This only seems to happen when trying to add a node to the cluster. Initially servers that come up in the cluster do not have the issue. Getting the error in the logs:
2023-06-24 23:35:38,301 ERROR [org.jboss.as.controller.management-operation] (Controller Boot Thread) WFLYCTL0348: Timeout after [300] seconds waiting for service container stability. Operation will roll back. Step that first updated the service container was 'add' at address '[
("core-service" => "management"),
("management-interface" => "http-interface")
]'
I compared some debug logs with a working environment and noticed that the failed server did not have
DEBUG [org.jboss.weld.BootstrapTracker] (MSC service thread 1-3) START bootstrap > startInitialization in the log.

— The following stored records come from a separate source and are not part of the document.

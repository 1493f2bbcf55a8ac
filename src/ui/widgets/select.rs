// src/ui/widgets/select.rs
//! Select: pick one of a fixed list of options
//!
//! Activating a select from its menu opens the option list. Up/Down move the
//! choice with wraparound and every move is reported immediately; Left,
//! Right, Space or Enter close the list again. The menu row shows the chosen
//! option as its detail.

use alloc::boxed::Box;
use alloc::rc::Rc;
use alloc::vec::Vec;
use embedded_graphics::pixelcolor::Rgb565;
use embedded_graphics::prelude::*;
use embedded_graphics::primitives::{ContainsPoint, Rectangle};
use log::trace;

use crate::error::{Error, Result};
use crate::ui::core::{InputEvent, Key, MouseAction, MouseButton};
use crate::ui::styling::{BORDER_WIDTH, Colour, EDGE_WIDTH, GUTTER_WIDTH, PADDING_WIDTH};
use crate::ui::text::{Text, TextService, TextSize};
use crate::ui::tree::{Cx, WidgetTree};
use crate::ui::widgets::{Frame, Widget, WidgetId, WidgetKind, fill_rect};

/// Called with the chosen option index.
pub type SelectCallback = Box<dyn FnMut(usize)>;

/// One option pre-rendered in every palette colour.
type OptionTexts = [Rc<Text>; Colour::COUNT];

pub struct Select {
    title: Rc<Text>,
    options: Vec<OptionTexts>,
    current: usize,
    callback: Option<SelectCallback>,
}

impl Select {
    /// Create a select over `options`, choosing `initial`.
    ///
    /// The callback is invoked with `initial` before this returns. An
    /// out-of-range `initial` leaves the first option chosen and is not
    /// reported.
    pub fn create(
        tree: &mut WidgetTree,
        parent: Option<WidgetId>,
        title: &str,
        options: &[&str],
        initial: usize,
        callback: Option<SelectCallback>,
    ) -> Result<WidgetId> {
        if options.is_empty() {
            return Err(Error::NoOptions);
        }

        let text = tree.text();
        let title_text = text.render(title, Colour::Background, TextSize::Normal)?;
        let options = options
            .iter()
            .map(|option| render_option(text, option))
            .collect::<Result<Vec<_>>>()?;

        let select = Select {
            title: title_text,
            options,
            current: 0,
            callback,
        };
        let id = tree.insert(title, parent, WidgetKind::Select(Box::new(select)))?;

        tree.with_widget::<Select, _>(id, "Select::create", |select, cx| {
            select.choose(cx, initial);
        })?;
        tree.layout(id);
        Ok(id)
    }

    /// Choose option `value`.
    ///
    /// Out-of-range values are ignored and return `Ok(false)`. Any valid
    /// value, including the one already chosen, is reported to the callback
    /// and relays out the parent.
    pub fn set_value(tree: &mut WidgetTree, id: WidgetId, value: usize) -> Result<bool> {
        tree.with_widget::<Select, _>(id, "Select::set_value", |select, cx| {
            select.choose(cx, value)
        })
    }

    /// Index of the chosen option.
    pub fn value(tree: &WidgetTree, id: WidgetId) -> Result<usize> {
        tree.widget::<Select>(id, "Select::value")
            .map(|select| select.current)
    }

    pub fn option_count(tree: &WidgetTree, id: WidgetId) -> Result<usize> {
        tree.widget::<Select>(id, "Select::option_count")
            .map(|select| select.options.len())
    }

    fn choose(&mut self, cx: &mut Cx<'_>, value: usize) -> bool {
        if value >= self.options.len() {
            return false;
        }

        self.current = value;
        trace!("select {:?} = {}", cx.id(), value);
        if let Some(callback) = self.callback.as_mut() {
            callback(value);
        }
        cx.relayout_parent();
        true
    }

    fn option_height(option: &OptionTexts) -> u32 {
        option[Colour::Interface.index()].height()
    }

    fn key(&mut self, cx: &mut Cx<'_>, key: Key) -> bool {
        let count = self.options.len();
        match key {
            Key::Up => {
                let value = (self.current + count - 1) % count;
                self.choose(cx, value);
            }
            Key::Down => {
                let value = (self.current + 1) % count;
                self.choose(cx, value);
            }
            Key::Left | Key::Right | Key::Space | Key::Enter => cx.pop_focus(),
            Key::Backspace | Key::Char(_) => return false,
        }
        true
    }

    fn mouse(&mut self, cx: &mut Cx<'_>, action: MouseAction, position: Point, frame: Frame) -> bool {
        let size = cx.base().size();
        let rect = frame.rect(size);
        if !rect.contains(position) {
            return false;
        }

        match action {
            MouseAction::Up(MouseButton::Right) => cx.pop_focus(),
            MouseAction::Up(MouseButton::Left) => {
                let y = (position.y - rect.top_left.y) as u32;
                let first_row = EDGE_WIDTH * 2 + self.title.height() + GUTTER_WIDTH;
                if let Some(index) = y.checked_sub(first_row).and_then(|offset| self.row_at(offset)) {
                    self.choose(cx, index);
                }
            }
            _ => {}
        }
        true
    }

    fn row_at(&self, mut offset: u32) -> Option<usize> {
        for (index, option) in self.options.iter().enumerate() {
            let height = Self::option_height(option);
            if offset < height {
                return Some(index);
            }
            offset -= height;
        }
        None
    }
}

fn render_option(text: &TextService, option: &str) -> Result<OptionTexts> {
    let [background, interface, selection, disabled, selected_disabled] =
        Colour::ALL.map(|colour| text.render(option, colour, TextSize::Normal));
    Ok([
        background?,
        interface?,
        selection?,
        disabled?,
        selected_disabled?,
    ])
}

impl Widget for Select {
    fn render<D>(&mut self, cx: &mut Cx<'_>, target: &mut D, frame: Frame) -> Result<(), D::Error>
    where
        D: DrawTarget<Color = Rgb565>,
    {
        let size = cx.base().size();
        let rect = frame.rect(size);
        let palette = *cx.palette();
        let origin = rect.top_left;
        let edge = EDGE_WIDTH as i32;

        fill_rect(target, rect, palette.get(Colour::Interface))?;
        self.title.draw(target, origin + Point::new(edge, edge))?;

        let body_top = origin.y + edge * 2 + self.title.height() as i32;
        let body = Rectangle::new(
            Point::new(origin.x + BORDER_WIDTH as i32, body_top),
            Size::new(
                size.width.saturating_sub(BORDER_WIDTH * 2),
                size.height
                    .saturating_sub(EDGE_WIDTH * 2 + self.title.height() + BORDER_WIDTH),
            ),
        );
        fill_rect(target, body, palette.get(Colour::Background))?;

        let row_x = origin.x + (BORDER_WIDTH + GUTTER_WIDTH) as i32;
        let row_width = size.width.saturating_sub((BORDER_WIDTH + GUTTER_WIDTH) * 2);
        let mut y = body_top + GUTTER_WIDTH as i32;
        for (index, option) in self.options.iter().enumerate() {
            let height = Self::option_height(option);
            let colour = if index == self.current {
                let row = Rectangle::new(Point::new(row_x, y), Size::new(row_width, height));
                fill_rect(target, row, palette.get(Colour::Selection))?;
                Colour::Background
            } else {
                Colour::Interface
            };

            option[colour.index()].draw(target, Point::new(row_x + PADDING_WIDTH as i32, y))?;
            y += height as i32;
        }

        Ok(())
    }

    fn activate(&mut self, cx: &mut Cx<'_>) {
        cx.take_focus();
    }

    fn layout(&mut self, cx: &mut Cx<'_>) {
        let mut max_width = self.title.width();
        let mut height = self.title.height();
        for option in &self.options {
            max_width = max_width.max(option[Colour::Interface.index()].width());
            height += Self::option_height(option);
        }

        cx.base_mut().set_size(Size::new(
            EDGE_WIDTH * 2 + max_width,
            EDGE_WIDTH * 2 + height + BORDER_WIDTH + GUTTER_WIDTH * 2,
        ));
    }

    fn input(&mut self, cx: &mut Cx<'_>, event: &InputEvent, frame: Frame) -> bool {
        match *event {
            InputEvent::Key(key) => self.key(cx, key),
            InputEvent::Mouse { action, position } => self.mouse(cx, action, position, frame),
        }
    }

    fn detail(&self, _text: &TextService, _size: TextSize, colour: Colour) -> Option<Rc<Text>> {
        self.options
            .get(self.current)
            .map(|option| option[colour.index()].clone())
    }
}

There is a data cache setup with this configuration:
<cache-container name="replicated_cache" marshaller="JBOSS" modules="org.wildfly.clustering.server" statistics-enabled="true">
<transport lock-timeout="60000"/>
<replicated-cache name="DataCache" statistics-enabled="true">
<transaction locking="OPTIMISTIC" mode="FULL_XA"/>
<state-transfer timeout="${env.DataCache_STATE_TRANSFER_TIMEOUT:600000}"/>
</replicated-cache>
</cache-container>
I noticed on the working server that
DEBUG [org.infinispan.cache.impl.CacheImpl] (ServerService Thread Pool -- 91) Started cache DataCache on xx.xx.xx.xxx
is in the log, but not in the log of the failed server. I do see it for the other caches like
Started cache org.infinispan.CONFIG on xxx.xxx.xx.xx
Question - Could the cache not being started prevent
startInitialization, which then cause the deployment to fail? Would something like setting the state-tranfer timeout to 0 help?